国内 2021.04.02

ジャッカルで5連勝のサントリー・小澤直輝、クボタとの全勝対決でも「役割」果たす。

[ 向 風見也 ]
ジャッカルで5連勝のサントリー・小澤直輝、クボタとの全勝対決でも「役割」果たす。
トヨタ戦で劇的幕切れを演出した小澤(手前)。バレットの決勝PGが決まり歓喜(撮影:矢野寿明)


 紺のスーツを大胸筋で隆起させ、運転席に座っていた。

 小澤直輝はちょうど、東京は府中市内でラグビー部の練習を終えたばかりだった。まもなく社業で都心部へ出る。

「首都圏の酒屋さんを担当しています。酒屋さんが卸している飲食店さんも担当になります。担当を持って責任を持たせてもらえているのは、ありがたいです」

 国内トップリーグで開幕5連勝中のサントリーにあって、いま、32歳の社員選手が躍動している。

 各クラブが大型の外国人選手を揃えるバックローことFW第3列に入り、身長182センチ、体重102キロの身体を接点へ低く差し込む。自ら球を持てば前に出て、相手の球に絡めば向こうのテンポを鈍らせる。

「その試合での役割をある程度、理解して、チームに何で貢献できるかを、試合ごとに多少は考えていて。例えばボールキャリーで(突破役として)頑張らなきゃいけない試合もあれば、ブレイクダウン(接点での攻防)で頑張らなきゃいけない試合もある。そういう、自分の役割どころが明確になっているのかなと」

 同僚でSHの流大は、4歳上の小澤について「フーパーとそん色ないプレーを余裕で、しています」。ワールドカップ日本大会で8強入りした日本代表でもあるクラブの前主将は、トヨタ自動車の擁するオーストラリア代表主将のマイケル・フーパーを引き合いに出し、こううなずく。小澤とフーパーは体格と持ち味が似る。

 流はこうも補足した。

「(サントリーの)日本人のバックローは本当にレベルが高い。西川(征克)さん、桶谷(宗汰)もけがから復活して練習でも調子いい。飯野(晃司)もいます。そしてルーキーも入ってきて…。皆、いい選手なのですが、試合に出た小澤さんが必ず結果を残す。それで、定着している」

 優勝5回の強豪における定位置争いへ、小澤自身も「週の途中でゲームメンバーとノンゲームメンバーが決まり、ノンゲームメンバーが次の相手を想定してプレー。普通にゲームメンバーがトライを取られたり、アタックで全くゲイン(突破)できなかったりもする」。継続的な活躍が求められるなか、劇的なシーンを演出する。

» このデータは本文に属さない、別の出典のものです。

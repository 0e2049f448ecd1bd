//! Actor model for the lifecycle engine.
//!
//! ```text
//! LifecycleControllerActor (singleton)
//! └── owns RoomLifecycle
//!     └── owns SessionStore (sessions, team room index, panel index)
//! ```
//!
//! The scheduler and dispatcher run outside the actor and reach it only
//! through [`LifecycleControllerHandle`].
//!
//! # Modules
//!
//! - [`controller`] - handle and message loop
//! - [`lifecycle`] - the room lifecycle state machine
//! - [`messages`] - message and outcome types
//! - [`metrics`] - mailbox monitoring and actor counters

pub mod controller;
pub mod lifecycle;
pub mod messages;
pub mod metrics;

pub use controller::{LifecycleControllerActor, LifecycleControllerHandle};
pub use lifecycle::{LifecycleSettings, RoomLifecycle};
pub use messages::*;
pub use metrics::{ActorMetrics, MailboxMonitor};
//! Presence accumulation.
//!
//! A participant's connected time is `total_seconds` (closed intervals,
//! whole seconds) plus the open interval since `joined_at`, if any. Live
//! reads never fold the open interval in, so they can be repeated freely;
//! only [`ParticipantRecord::finalize`] moves time into the total.

use super::teams::TeamLabel;
use chrono::{DateTime, Utc};

/// Per-member presence within one session.
#[derive(Debug, Clone, PartialEq, Eq)]
pub struct ParticipantRecord {
    /// Display name, refreshed on every join and leave.
    pub display_name: String,
    /// Seconds from intervals that have already closed. Never decreases.
    pub total_seconds: i64,
    /// Start of the open interval; `Some` exactly while the member occupies
    /// the anchor room or one of its team rooms.
    pub joined_at: Option<DateTime<Utc>>,
    /// Team assignment, if any.
    pub team: Option<TeamLabel>,
}

impl ParticipantRecord {
    /// A member that is connected as of `now`.
    #[must_use]
    pub fn connected(display_name: impl Into<String>, now: DateTime<Utc>) -> Self {
        Self {
            display_name: display_name.into(),
            total_seconds: 0,
            joined_at: Some(now),
            team: None,
        }
    }

    #[must_use]
    pub fn is_connected(&self) -> bool {
        self.joined_at.is_some()
    }

    /// Open an interval unless one is already open.
    ///
    /// Returns `true` if the member was not connected before.
    pub fn mark_joined(&mut self, now: DateTime<Utc>) -> bool {
        if self.joined_at.is_some() {
            return false;
        }
        self.joined_at = Some(now);
        true
    }

    /// Close the open interval, folding its whole seconds into the total.
    ///
    /// Returns the seconds added. Calling it on a disconnected record is a
    /// no-op returning 0.
    pub fn finalize(&mut self, now: DateTime<Utc>) -> i64 {
        let Some(since) = self.joined_at.take() else {
            return 0;
        };
        let elapsed = elapsed_seconds(since, now);
        self.total_seconds = self.total_seconds.saturating_add(elapsed);
        elapsed
    }

    /// Total connected time as of `now`, without mutating the record.
    #[must_use]
    pub fn live_total(&self, now: DateTime<Utc>) -> i64 {
        let open = self
            .joined_at
            .map_or(0, |since| elapsed_seconds(since, now));
        self.total_seconds.saturating_add(open)
    }
}

/// Whole seconds between two instants, clamped at zero for clock skew.
#[must_use]
pub fn elapsed_seconds(since: DateTime<Utc>, now: DateTime<Utc>) -> i64 {
    (now - since).num_seconds().max(0)
}

#[cfg(test)]
#[allow(clippy::unwrap_used, clippy::expect_used)]
mod tests {
    use super::*;
    use chrono::{Duration, TimeZone};

    fn at(h: u32, m: u32, s: u32) -> DateTime<Utc> {
        Utc.with_ymd_and_hms(2024, 5, 1, h, m, s).unwrap()
    }

    #[test]
    fn test_live_total_is_idempotent() {
        let record = ParticipantRecord::connected("alice", at(10, 0, 0));

        assert_eq!(record.live_total(at(10, 1, 0)), 60);
        assert_eq!(record.live_total(at(10, 1, 0)), 60);
        assert_eq!(record.total_seconds, 0);
        assert!(record.is_connected());
    }

    #[test]
    fn test_finalize_accumulates_across_intervals() {
        let mut record = ParticipantRecord::connected("alice", at(10, 0, 0));

        assert_eq!(record.finalize(at(10, 5, 0)), 300);
        assert!(!record.is_connected());

        assert!(record.mark_joined(at(10, 6, 0)));
        assert_eq!(record.live_total(at(10, 6, 10)), 310);

        record.finalize(at(10, 6, 30));
        assert_eq!(record.total_seconds, 330);
    }

    #[test]
    fn test_finalize_without_open_interval_is_noop() {
        let mut record = ParticipantRecord::connected("alice", at(10, 0, 0));
        record.finalize(at(10, 0, 30));

        assert_eq!(record.finalize(at(11, 0, 0)), 0);
        assert_eq!(record.total_seconds, 30);
    }

    #[test]
    fn test_mark_joined_keeps_existing_interval() {
        let mut record = ParticipantRecord::connected("alice", at(10, 0, 0));

        assert!(!record.mark_joined(at(10, 2, 0)));
        assert_eq!(record.joined_at, Some(at(10, 0, 0)));
    }

    #[test]
    fn test_subsecond_remainders_are_truncated() {
        let start = at(10, 0, 0);
        let mut record = ParticipantRecord::connected("bob", start);

        record.finalize(start + Duration::milliseconds(1_999));
        assert_eq!(record.total_seconds, 1);
    }

    #[test]
    fn test_clock_going_backwards_never_reduces_total() {
        let mut record = ParticipantRecord::connected("bob", at(10, 0, 10));

        assert_eq!(record.live_total(at(10, 0, 0)), 0);
        record.finalize(at(10, 0, 0));
        assert_eq!(record.total_seconds, 0);
    }
}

 3月27日、愛知・パロマ瑞穂ラグビー場。話題のフーパーのいるトヨタ自動車戦に、後半20分から登場する。36-36と同点で迎えた後半ロスタイム。敵陣10メートル線付近で防御ラインに入る。

「トヨタ自動車さんがボールを持っているシチュエーション。得点するにはどうしてもボールを取り返さなければいけないという考えは頭にありました」

 どちらも反則を犯しづらい状況に映るが、小澤は「敵陣。こちらがペナルティをしても、向こうは(決まれば3点の)ショットという選択はしてこないだろう」と構える。落ち着いている。

 むしろ、相手の接点の位置がグラウンドの端側からやや中央へ移ってきたことで、ひとつのシナリオを思い浮かべた。